Differing views of judges about what is the same offense and what are separate offenses under the facts of a particular case is hardly, by itself, a subject for en banc consideration. I am not certain what standards should govern principled decision making where a court must apply Massiah to a defendant on trial for conspiracy who previously has been criminally charged for an act that is part of the conspiracy, and, while he has counsel on that earlier charge, the government has interrogated him in the absence of his counsel concerning the ongoing conspiracy and has elicited from him statements that incriminate him in the conspiracy. I had hoped that en banc consideration would give us some standards. It has not. Rather the court disposes of the case by thrusting it into a convenient pigeonhole into which it does not fit.

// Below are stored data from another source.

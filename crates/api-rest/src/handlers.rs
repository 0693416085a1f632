//! Route handlers.
//!
//! Session-scoped routes authenticate with the token the session was started with. All role,
//! tenant and visibility decisions are delegated to `carenav-core`.

use crate::{auth_error_status, nav_error_status, ApiError, AppState, SessionEntry, SessionMap};
use api_shared::auth::{bearer_token, validate_session_token};
use api_shared::{
    HealthRes, HealthService, ListOrganizationsRes, NavigationQuery, NavigationRes,
    OrganizationDto, PreviewNavigationReq, SessionContextRes, StartSessionReq, StartSessionRes,
    SwitchOrganizationReq,
};
use axum::{
    extract::{Path, Query, State},
    http::{header, HeaderMap, StatusCode},
    Json,
};
use carenav_core::{
    normalize, EnabledModules, Identity, MemorySessionStore, ModuleSource, NavError,
    OrganizationId, SessionContext,
};
use chrono::Utc;
use std::time::Duration;
use uuid::Uuid;

const SESSION_NOT_FOUND: ApiError = (StatusCode::NOT_FOUND, "Session not found");

fn authorize(headers: &HeaderMap, entry: &SessionEntry) -> Result<(), ApiError> {
    let provided = headers
        .get(header::AUTHORIZATION)
        .and_then(|value| value.to_str().ok())
        .and_then(bearer_token);
    let expected = entry.context.auth_token();
    validate_session_token(provided, expected.as_deref()).map_err(|e| auth_error_status(&e))
}

/// Looks up session `id` for an authenticated request and restarts its idle timer.
///
/// A session idle for `ttl` is removed and reported as not found.
fn open_session<'a>(
    sessions: &'a mut SessionMap,
    id: &Uuid,
    ttl: Duration,
    headers: &HeaderMap,
) -> Result<&'a mut SessionEntry, ApiError> {
    let expired = sessions.get(id).ok_or(SESSION_NOT_FOUND)?.is_expired(ttl);
    if expired {
        sessions.remove(id);
        tracing::info!(session = %id, "session expired");
        return Err(SESSION_NOT_FOUND);
    }

    let entry = sessions.get_mut(id).ok_or(SESSION_NOT_FOUND)?;
    authorize(headers, entry)?;
    entry.touch();
    Ok(entry)
}

#[utoipa::path(
    get,
    path = "/health",
    responses(
        (status = 200, description = "Health check", body = HealthRes)
    )
)]
pub async fn health() -> Json<HealthRes> {
    Json(HealthService::check_health())
}

#[utoipa::path(
    post,
    path = "/sessions",
    request_body = StartSessionReq,
    responses(
        (status = 201, description = "Session started", body = StartSessionRes),
        (status = 400, description = "Bad request")
    )
)]
pub async fn start_session(
    State(state): State<AppState>,
    Json(req): Json<StartSessionReq>,
) -> Result<(StatusCode, Json<StartSessionRes>), ApiError> {
    let token = req.token.trim();
    if token.is_empty() {
        return Err(nav_error_status(&NavError::InvalidInput(
            "session token is empty".into(),
        )));
    }

    let identity = Identity::new(req.role, req.organization_id.as_deref());
    let role = identity.role();
    let context = SessionContext::login(
        identity,
        token,
        MemorySessionStore::new(),
        state.session_keys.clone(),
    );
    let entry = SessionEntry::new(context);
    let started_at = entry.started_at;
    let session_id = Uuid::new_v4();

    state.sessions.write().await.insert(session_id, entry);
    tracing::info!(session = %session_id, role = %role, "session started");

    Ok((
        StatusCode::CREATED,
        Json(StartSessionRes {
            session_id: session_id.to_string(),
            role: role.to_string(),
            role_label: role.display_name().to_string(),
            started_at: started_at.to_rfc3339(),
        }),
    ))
}

#[utoipa::path(
    get,
    path = "/sessions/{id}/context",
    params(("id" = String, Path, description = "Session id")),
    responses(
        (status = 200, description = "Resolved tenant context", body = SessionContextRes),
        (status = 401, description = "Unauthorized"),
        (status = 404, description = "Session not found")
    )
)]
pub async fn session_context(
    State(state): State<AppState>,
    Path(id): Path<Uuid>,
    headers: HeaderMap,
) -> Result<Json<SessionContextRes>, ApiError> {
    let mut sessions = state.sessions.write().await;
    let entry = open_session(&mut sessions, &id, state.session_ttl, &headers)?;

    Ok(Json(SessionContextRes::new(
        id.to_string(),
        &entry.context.identity().role(),
        &entry.context.tenant(),
    )))
}

#[utoipa::path(
    put,
    path = "/sessions/{id}/organization",
    params(("id" = String, Path, description = "Session id")),
    request_body = SwitchOrganizationReq,
    responses(
        (status = 200, description = "Organization selected", body = SessionContextRes),
        (status = 400, description = "Bad request"),
        (status = 401, description = "Unauthorized"),
        (status = 403, description = "Organization switch not permitted"),
        (status = 404, description = "Session or organization not found")
    )
)]
pub async fn switch_organization(
    State(state): State<AppState>,
    Path(id): Path<Uuid>,
    headers: HeaderMap,
    Json(req): Json<SwitchOrganizationReq>,
) -> Result<Json<SessionContextRes>, ApiError> {
    let mut sessions = state.sessions.write().await;
    let entry = open_session(&mut sessions, &id, state.session_ttl, &headers)?;

    let organization_id =
        OrganizationId::new(&req.organization_id).map_err(|e| nav_error_status(&e.into()))?;
    state
        .service
        .directory()
        .require(&organization_id)
        .map_err(|e| nav_error_status(&e))?;
    entry
        .context
        .select_organization(organization_id)
        .map_err(|e| nav_error_status(&e))?;

    Ok(Json(SessionContextRes::new(
        id.to_string(),
        &entry.context.identity().role(),
        &entry.context.tenant(),
    )))
}

#[utoipa::path(
    delete,
    path = "/sessions/{id}",
    params(("id" = String, Path, description = "Session id")),
    responses(
        (status = 204, description = "Logged out"),
        (status = 401, description = "Unauthorized"),
        (status = 404, description = "Session not found")
    )
)]
pub async fn logout(
    State(state): State<AppState>,
    Path(id): Path<Uuid>,
    headers: HeaderMap,
) -> Result<StatusCode, ApiError> {
    let mut sessions = state.sessions.write().await;
    open_session(&mut sessions, &id, state.session_ttl, &headers)?;

    if let Some(entry) = sessions.remove(&id) {
        entry.context.logout();
        let duration = Utc::now() - entry.started_at;
        tracing::info!(
            session = %id,
            seconds = duration.num_seconds(),
            "session ended"
        );
    }
    Ok(StatusCode::NO_CONTENT)
}

/// Resolves the tenant, fetches its modules, and builds the sidebar.
///
/// The session lock is released while modules are fetched. A result that arrives after the
/// tenant changed, or after a newer fetch started, is discarded by the session's fence.
#[utoipa::path(
    get,
    path = "/sessions/{id}/navigation",
    params(("id" = String, Path, description = "Session id"), NavigationQuery),
    responses(
        (status = 200, description = "Navigation for the session", body = NavigationRes),
        (status = 401, description = "Unauthorized"),
        (status = 404, description = "Session not found")
    )
)]
pub async fn session_navigation(
    State(state): State<AppState>,
    Path(id): Path<Uuid>,
    Query(query): Query<NavigationQuery>,
    headers: HeaderMap,
) -> Result<Json<NavigationRes>, ApiError> {
    let directory = state.service.directory();

    let ticket = {
        let mut sessions = state.sessions.write().await;
        let entry = open_session(&mut sessions, &id, state.session_ttl, &headers)?;

        entry.context.retain_valid_selection(directory.ids());
        let tenant = entry.context.tenant();
        tenant
            .organization_id()
            .cloned()
            .map(|organization_id| entry.fence.begin(organization_id))
    };

    let fetched = match ticket {
        Some(ticket) => {
            let result = directory
                .fetch_enabled_modules(ticket.organization_id())
                .await;
            Some((ticket, result))
        }
        None => None,
    };

    let mut sessions = state.sessions.write().await;
    let entry = sessions.get_mut(&id).ok_or(SESSION_NOT_FOUND)?;
    let tenant = entry.context.tenant();
    if let Some((ticket, result)) = fetched {
        entry.fence.accept(ticket, tenant.organization_id(), result);
    }

    let role = entry.context.identity().role();
    let modules = entry.fence.enabled_modules(tenant.organization_id());
    let navigation = state.service.catalog().build_navigation(&role, &modules);

    Ok(Json(NavigationRes::new(
        &role,
        tenant.organization_id(),
        modules.is_known(),
        &navigation,
        query.location.as_deref(),
    )))
}

#[utoipa::path(
    get,
    path = "/organizations",
    responses(
        (status = 200, description = "Organizations an operator can act on", body = ListOrganizationsRes)
    )
)]
pub async fn list_organizations(State(state): State<AppState>) -> Json<ListOrganizationsRes> {
    Json(ListOrganizationsRes {
        organizations: state
            .service
            .directory()
            .organizations()
            .iter()
            .map(OrganizationDto::from)
            .collect(),
    })
}

#[utoipa::path(
    post,
    path = "/navigation/preview",
    request_body = PreviewNavigationReq,
    responses(
        (status = 200, description = "Navigation for a role and module set", body = NavigationRes)
    )
)]
pub async fn preview_navigation(
    State(state): State<AppState>,
    Json(req): Json<PreviewNavigationReq>,
) -> Json<NavigationRes> {
    let role = normalize(&req.role);
    let modules = match req.modules {
        Some(names) => EnabledModules::from_names(names),
        None => EnabledModules::Unknown,
    };
    let navigation = state.service.catalog().build_navigation(&role, &modules);

    Json(NavigationRes::new(
        &role,
        None,
        modules.is_known(),
        &navigation,
        req.location.as_deref(),
    ))
}
//! Errors raised by the plumbing around the navigation policy.
//!
//! The policy functions themselves (role normalisation, tenant resolution, the capability gate
//! and navigation building) are total and never return these. They come from configuration,
//! catalog loading, the organization directory and session mutation.

use carenav_types::TextError;

#[derive(Debug, thiserror::Error)]
pub enum NavError {
    #[error("invalid input: {0}")]
    InvalidInput(String),
    #[error("failed to read {kind} file {path}: {source}", path = path.display())]
    FileRead {
        kind: &'static str,
        path: std::path::PathBuf,
        #[source]
        source: std::io::Error,
    },
    #[error("{kind} schema mismatch at {path}: {message}")]
    Schema {
        kind: &'static str,
        path: String,
        message: String,
    },
    #[error("invalid navigation catalog: {0}")]
    InvalidCatalog(String),
    #[error("invalid organization directory: {0}")]
    InvalidDirectory(String),
    #[error("unknown organization: {0}")]
    UnknownOrganization(String),
    #[error("role {role} may not switch organization")]
    SelectionNotPermitted { role: String },
    #[error("identity is bound to organization {0}; selection cannot override it")]
    SelectionOverridesBoundOrganization(String),
    #[error("failed to fetch enabled modules for {organization}: {message}")]
    ModuleFetch {
        organization: String,
        message: String,
    },
    #[error("invalid text: {0}")]
    Text(#[from] TextError),
}

pub type NavResult<T> = std::result::Result<T, NavError>;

Nor has the court faced a second troubling issue. After Lisenby was arrested and his Sixth Amendment right to counsel had triggered, his activity in the conspiracy ceased insofar as the record shows. His activity thereafter was brought about by the government, which arranged for the informer to meet with Lisenby in the absence of his counsel and to seek Lisenby’s assistance in getting evidence against a third party that would tie the third party to the conspiracy (by the third party’s paying the informer money owed for helping in the conspiracy). While engaged in this endeav- or Lisenby made the incriminating statements in question. Massiah required the presence of counsel unless Lisenby was engaged in a separate offense. The government brought itself within the “separate offense” exception by instigating activity by Lisenby, in the absence of his counsel, that caused him to resume his terminated role in the conspiracy. This issue is not squarely within Massiah, nor is it entrapment. But arguably it is within the concept of governmental overreaching. I regret that the court has not seen fit to address this question.